-- DATA PROVIDED follows --
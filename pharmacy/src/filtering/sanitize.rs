//! Field sanitizers: turn one raw query value into a typed constraint, or none.
//!
//! None of these functions fail. Malformed input drops the constraint (or, for
//! `inStock`, pins it to `false`), so a broken search box degrades to "all
//! results" or "no results" rather than an error.

use regex::Regex;
use std::sync::LazyLock;

use super::values::to_finite_number;
use crate::models::{PrescriptionStatus, ProductKind};

/// Sentinel the storefront sends when no category is selected
const ALL_CATEGORIES: &str = "all";

static CATEGORY_PATTERN: LazyLock<Regex> =
    LazyLock::new(|| Regex::new(r"^[A-Za-z0-9_\s-]{1,64}$").expect("category pattern is valid"));

/// Accept a category name only if it looks like one.
///
/// Returns the trimmed name when it is 1-64 word characters, spaces or
/// hyphens. `"all"`, empty strings and anything else yield `None`.
#[must_use]
pub fn sanitize_category(value: Option<&str>) -> Option<String> {
    let value = value?;
    if value == ALL_CATEGORIES {
        return None;
    }
    let trimmed = value.trim();
    CATEGORY_PATTERN
        .is_match(trimmed)
        .then(|| trimmed.to_string())
}

/// `"true"` is true, any other present value is false, absent is no constraint.
#[must_use]
pub fn parse_in_stock_flag(value: Option<&str>) -> Option<bool> {
    value.map(|v| v == "true")
}

/// Prescription requirement requested by the client
#[derive(Debug, Clone, Copy, PartialEq, Eq, Default)]
pub enum PrescriptionFlag {
    Required,
    None,
    #[default]
    Any,
}

impl PrescriptionFlag {
    /// The value the `prescription` column must equal, if constrained
    #[must_use]
    pub const fn required(self) -> Option<bool> {
        match self {
            Self::Required => Some(true),
            Self::None => Some(false),
            Self::Any => None,
        }
    }
}

#[must_use]
pub fn parse_prescription_flag(value: Option<&str>) -> PrescriptionFlag {
    match value {
        Some("required") => PrescriptionFlag::Required,
        Some("none") => PrescriptionFlag::None,
        _ => PrescriptionFlag::Any,
    }
}

#[must_use]
pub fn parse_product_kind(value: Option<&str>) -> Option<ProductKind> {
    value.and_then(ProductKind::from_wire)
}

#[must_use]
pub fn map_ui_status(value: Option<&str>) -> Option<PrescriptionStatus> {
    value.and_then(PrescriptionStatus::from_ui)
}

/// Inclusive price bounds. At least one bound is always set.
///
/// `gte > lte` is kept as-is and simply matches nothing.
#[derive(Debug, Clone, Copy, PartialEq)]
pub struct PriceRange {
    pub gte: Option<f64>,
    pub lte: Option<f64>,
}

/// Build a price range from raw bounds; unparseable bounds are dropped independently.
#[must_use]
pub fn build_price_filter(min: Option<&str>, max: Option<&str>) -> Option<PriceRange> {
    let gte = min.and_then(to_finite_number);
    let lte = max.and_then(to_finite_number);
    if gte.is_none() && lte.is_none() {
        return None;
    }
    Some(PriceRange { gte, lte })
}

#[cfg(test)]
mod tests {
    use super::*;

    #[test]
    fn test_category_accepts_plain_names() {
        assert_eq!(sanitize_category(Some("Pain Relief")), Some("Pain Relief".to_string()));
        assert_eq!(sanitize_category(Some("Antibiotics")), Some("Antibiotics".to_string()));
        assert_eq!(sanitize_category(Some("skin-care_2")), Some("skin-care_2".to_string()));
    }

    #[test]
    fn test_category_trims_surrounding_whitespace() {
        assert_eq!(sanitize_category(Some("  Vitamins ")), Some("Vitamins".to_string()));
    }

    #[test]
    fn test_category_rejects_sentinel_and_garbage() {
        let long = "A".repeat(100);
        for raw in ["all", "", "   ", "<script>", "{\"$ne\":null}", "Pain.Relief", long.as_str()] {
            assert_eq!(sanitize_category(Some(raw)), None, "{raw:?} should be ignored");
        }
        assert_eq!(sanitize_category(None), None);
    }

    #[test]
    fn test_category_length_boundary() {
        let max = "A".repeat(64);
        assert_eq!(sanitize_category(Some(&max)), Some(max.clone()));
        assert_eq!(sanitize_category(Some(&"A".repeat(65))), None);
    }

    #[test]
    fn test_in_stock_flag_asymmetry() {
        assert_eq!(parse_in_stock_flag(Some("true")), Some(true));
        assert_eq!(parse_in_stock_flag(Some("false")), Some(false));
        assert_eq!(parse_in_stock_flag(Some("1")), Some(false));
        assert_eq!(parse_in_stock_flag(Some("TRUE")), Some(false));
        assert_eq!(parse_in_stock_flag(Some("")), Some(false));
        assert_eq!(parse_in_stock_flag(None), None);
    }

    #[test]
    fn test_prescription_flag() {
        assert_eq!(parse_prescription_flag(Some("required")).required(), Some(true));
        assert_eq!(parse_prescription_flag(Some("none")).required(), Some(false));
        assert_eq!(parse_prescription_flag(Some("yes")).required(), None);
        assert_eq!(parse_prescription_flag(None), PrescriptionFlag::Any);
    }

    #[test]
    fn test_price_filter_bounds_parse_independently() {
        assert_eq!(build_price_filter(None, None), None);
        assert_eq!(build_price_filter(Some("abc"), Some("")), None);
        assert_eq!(
            build_price_filter(Some("5"), Some("oops")),
            Some(PriceRange { gte: Some(5.0), lte: None })
        );
        assert_eq!(
            build_price_filter(None, Some("20.5")),
            Some(PriceRange { gte: None, lte: Some(20.5) })
        );
    }

    #[test]
    fn test_price_filter_keeps_inverted_bounds() {
        assert_eq!(
            build_price_filter(Some("1000"), Some("5")),
            Some(PriceRange { gte: Some(1000.0), lte: Some(5.0) })
        );
    }

    #[test]
    fn test_product_kind_enumeration() {
        assert_eq!(parse_product_kind(Some("medicine")), Some(ProductKind::Medicine));
        assert_eq!(parse_product_kind(Some("drugs")), None);
        assert_eq!(parse_product_kind(None), None);
    }

    #[test]
    fn test_ui_status_absent() {
        assert_eq!(map_ui_status(None), None);
        assert_eq!(map_ui_status(Some("approved")), Some(PrescriptionStatus::Active));
    }
}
-- DATA PROVIDED concluded --
- **DESCRIPTION OF THE TASK**: All of the listing above should be restated word for word.

- **ANSWER TO THE EXERCISE**:
filename pharmacy/src/filtering/sanitize.rs
//! Field sanitizers: turn one raw query value into a typed constraint, or none.
//!
//! None of these functions fail. Malformed input drops the constraint (or, for
//! `inStock`, pins it to `false`), so a broken search box degrades to "all
//! results" or "no results" rather than an error.

use regex::Regex;
use std::sync::LazyLock;

use super::values::to_finite_number;
use crate::models::{PrescriptionStatus, ProductKind};

/// Sentinel the storefront sends when no category is selected
const ALL_CATEGORIES: &str = "all";

static CATEGORY_PATTERN: LazyLock<Regex> =
    LazyLock::new(|| Regex::new(r"^[A-Za-z0-9_\s-]{1,64}$").expect("category pattern is valid"));

/// Accept a category name only if it looks like one.
///
/// Returns the trimmed name when it is 1-64 word characters, spaces or
/// hyphens. `"all"`, empty strings and anything else yield `None`.
#[must_use]
pub fn sanitize_category(value: Option<&str>) -> Option<String> {
    let value = value?;
    if value == ALL_CATEGORIES {
        return None;
    }
    let trimmed = value.trim();
    CATEGORY_PATTERN
        .is_match(trimmed)
        .then(|| trimmed.to_string())
}

/// `"true"` is true, any other present value is false, absent is no constraint.
#[must_use]
pub fn parse_in_stock_flag(value: Option<&str>) -> Option<bool> {
    value.map(|v| v == "true")
}

/// Prescription requirement requested by the client
#[derive(Debug, Clone, Copy, PartialEq, Eq, Default)]
pub enum PrescriptionFlag {
    Required,
    None,
    #[default]
    Any,
}

impl PrescriptionFlag {
    /// The value the `prescription` column must equal, if constrained
    #[must_use]
    pub const fn required(self) -> Option<bool> {
        match self {
            Self::Required => Some(true),
            Self::None => Some(false),
            Self::Any => None,
        }
    }
}

#[must_use]
pub fn parse_prescription_flag(value: Option<&str>) -> PrescriptionFlag {
    match value {
        Some("required") => PrescriptionFlag::Required,
        Some("none") => PrescriptionFlag::None,
        _ => PrescriptionFlag::Any,
    }
}

#[must_use]
pub fn parse_product_kind(value: Option<&str>) -> Option<ProductKind> {
    value.and_then(ProductKind::from_wire)
}

#[must_use]
pub fn map_ui_status(value: Option<&str>) -> Option<PrescriptionStatus> {
    value.and_then(PrescriptionStatus::from_ui)
}

/// Inclusive price bounds. At least one bound is always set.
///
/// `gte > lte` is kept as-is and simply matches nothing.
#[derive(Debug, Clone, Copy, PartialEq)]
pub struct PriceRange {
    pub gte: Option<f64>,
    pub lte: Option<f64>,
}

/// Build a price range from raw bounds; unparseable bounds are dropped independently.
#[must_use]
pub fn build_price_filter(min: Option<&str>, max: Option<&str>) -> Option<PriceRange> {
    let gte = min.and_then(to_finite_number);
    let lte = max.and_then(to_finite_number);
    if gte.is_none() && lte.is_none() {
        return None;
    }
    Some(PriceRange { gte, lte })
}

#[cfg(test)]
mod tests {
    use super::*;

    #[test]
    fn test_category_accepts_plain_names() {
        assert_eq!(sanitize_category(Some("Pain Relief")), Some("Pain Relief".to_string()));
        assert_eq!(sanitize_category(Some("Antibiotics")), Some("Antibiotics".to_string()));
        assert_eq!(sanitize_category(Some("skin-care_2")), Some("skin-care_2".to_string()));
    }

    #[test]
    fn test_category_trims_surrounding_whitespace() {
        assert_eq!(sanitize_category(Some("  Vitamins ")), Some("Vitamins".to_string()));
    }

    #[test]
    fn test_category_rejects_sentinel_and_garbage() {
        let long = "A".repeat(100);
        for raw in ["all", "", "   ", "<script>", "{\"$ne\":null}", "Pain.Relief", long.as_str()] {
            assert_eq!(sanitize_category(Some(raw)), None, "{raw:?} should be ignored");
        }
        assert_eq!(sanitize_category(None), None);
    }

    #[test]
    fn test_category_length_boundary() {
        let max = "A".repeat(64);
        assert_eq!(sanitize_category(Some(&max)), Some(max.clone()));
        assert_eq!(sanitize_category(Some(&"A".repeat(65))), None);
    }

    #[test]
    fn test_in_stock_flag_asymmetry() {
        assert_eq!(parse_in_stock_flag(Some("true")), Some(true));
        assert_eq!(parse_in_stock_flag(Some("false")), Some(false));
        assert_eq!(parse_in_stock_flag(Some("1")), Some(false));
        assert_eq!(parse_in_stock_flag(Some("TRUE")), Some(false));
        assert_eq!(parse_in_stock_flag(Some("")), Some(false));
        assert_eq!(parse_in_stock_flag(None), None);
    }

    #[test]
    fn test_prescription_flag() {
        assert_eq!(parse_prescription_flag(Some("required")).required(), Some(true));
        assert_eq!(parse_prescription_flag(Some("none")).required(), Some(false));
        assert_eq!(parse_prescription_flag(Some("yes")).required(), None);
        assert_eq!(parse_prescription_flag(None), PrescriptionFlag::Any);
    }

    #[test]
    fn test_price_filter_bounds_parse_independently() {
        assert_eq!(build_price_filter(None, None), None);
        assert_eq!(build_price_filter(Some("abc"), Some("")), None);
        assert_eq!(
            build_price_filter(Some("5"), Some("oops")),
            Some(PriceRange { gte: Some(5.0), lte: None })
        );
        assert_eq!(
            build_price_filter(None, Some("20.5")),
            Some(PriceRange { gte: None, lte: Some(20.5) })
        );
    }

    #[test]
    fn test_price_filter_keeps_inverted_bounds() {
        assert_eq!(
            build_price_filter(Some("1000"), Some("5")),
            Some(PriceRange { gte: Some(1000.0), lte: Some(5.0) })
        );
    }

    #[test]
    fn test_product_kind_enumeration() {
        assert_eq!(parse_product_kind(Some("medicine")), Some(ProductKind::Medicine));
        assert_eq!(parse_product_kind(Some("drugs")), None);
        assert_eq!(parse_product_kind(None), None);
    }

    #[test]
    fn test_ui_status_absent() {
        assert_eq!(map_ui_status(None), None);
        assert_eq!(map_ui_status(Some("approved")), Some(PrescriptionStatus::Active));
    }
}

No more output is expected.